Dass Buddys Mannschaft am Ende den einen Zähler holt und schließlich Mücke selbst auf dem Spielfeld zum Duell mit Kempfer aufläuft, dürfte jedem klar sein, aber an der Vorhersehbarkeit soll’s nicht scheitern, denn der Film macht echt jede Menge Laune. Angefangen vom spaßigen Oliver-Onions-Titeltrack, über diverse routinierte Schlägereien hin zur Ausbildung der Chaoten-Truppe ist kurzweilige Unterhaltung garantiert. Die Krönung ist das finale Spiel, das die wohl ausuferndste Klopperei aller Bud Spencer-Filme zeigt, bei der man aus dem Lachen fast nicht mehr herauskommt. („Gebt sie zur Notschlachtung frei!“)
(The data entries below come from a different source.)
//! Tracing setup shared by binaries embedding the core.

use thiserror::Error;
use tracing_subscriber::EnvFilter;

use crate::config::TelemetryConfig;

#[derive(Debug, Error)]
pub enum TelemetryError {
    #[error("invalid log level/filter '{value}': unable to build EnvFilter")]
    EnvFilter {
        value: String,
        #[source]
        source: tracing_subscriber::filter::ParseError,
    },
    #[error("telemetry error: {0}")]
    Subscriber(Box<dyn std::error::Error + Send + Sync>),
}

/// Initialize the global subscriber. `RUST_LOG` wins over the configured
/// level when set.
pub fn init(config: &TelemetryConfig) -> Result<(), TelemetryError> {
    let env_filter = match EnvFilter::try_from_default_env() {
        Ok(filter) => filter,
        Err(_) => {
            EnvFilter::try_new(&config.log_level).map_err(|source| TelemetryError::EnvFilter {
                value: config.log_level.clone(),
                source,
            })?
        }
    };

    tracing_subscriber::fmt()
        .with_env_filter(env_filter)
        .with_target(false)
        .compact()
        .try_init()
        .map_err(TelemetryError::Subscriber)
}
Dank Rainer Brandts altbewährter Synchro-Crew sind auch die Sprüche wieder absolut kultig, trotz des Fehlens von Terence Hill. So ist es Bud Spencer vorbehalten, hier eine One-Man-Show abzuziehen, die absolut stimmungsvoll daherkommt und mit dem gelungenen Schluss über die ein oder andere Länge im Mittelteil hinwegtäuscht. Fans wird’s freuen!